-- SOURCE INFORMATION follows --
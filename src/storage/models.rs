//! Row types for the `pages` and `chunks` tables.

use chrono::{DateTime, Utc};
use uuid::Uuid;

#[derive(Debug, Clone, sqlx::FromRow)]
pub struct Page {
    pub id: Uuid,
    pub url: String,
    pub content: String,
    pub crawl_count: i32,
    pub process_count: i32,
    pub created_at: DateTime<Utc>,
    pub last_crawled_at: Option<DateTime<Utc>>,
    pub processed_at: Option<DateTime<Utc>>,
}

#[derive(Debug, Clone, sqlx::FromRow)]
pub struct Chunk {
    pub id: Uuid,
    pub url: String,
    pub content: String,
    pub embedding: Option<pgvector::Vector>,
    pub created_at: DateTime<Utc>,
}

/// A chunk ready to be persisted: content plus its embedding vector.
#[derive(Debug, Clone)]
pub struct ChunkRow {
    pub content: String,
    pub embedding: Option<Vec<f32>>,
}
-- SOURCE INFORMATION concluded --
[TASK ITEM]: Pick out each line in the material containing "DateTime".

[REPLY TO THE TASK]:
use chrono::{DateTime, Utc};
    pub created_at: DateTime<Utc>,
    pub last_crawled_at: Option<DateTime<Utc>>,
    pub processed_at: Option<DateTime<Utc>>,
    pub created_at: DateTime<Utc>,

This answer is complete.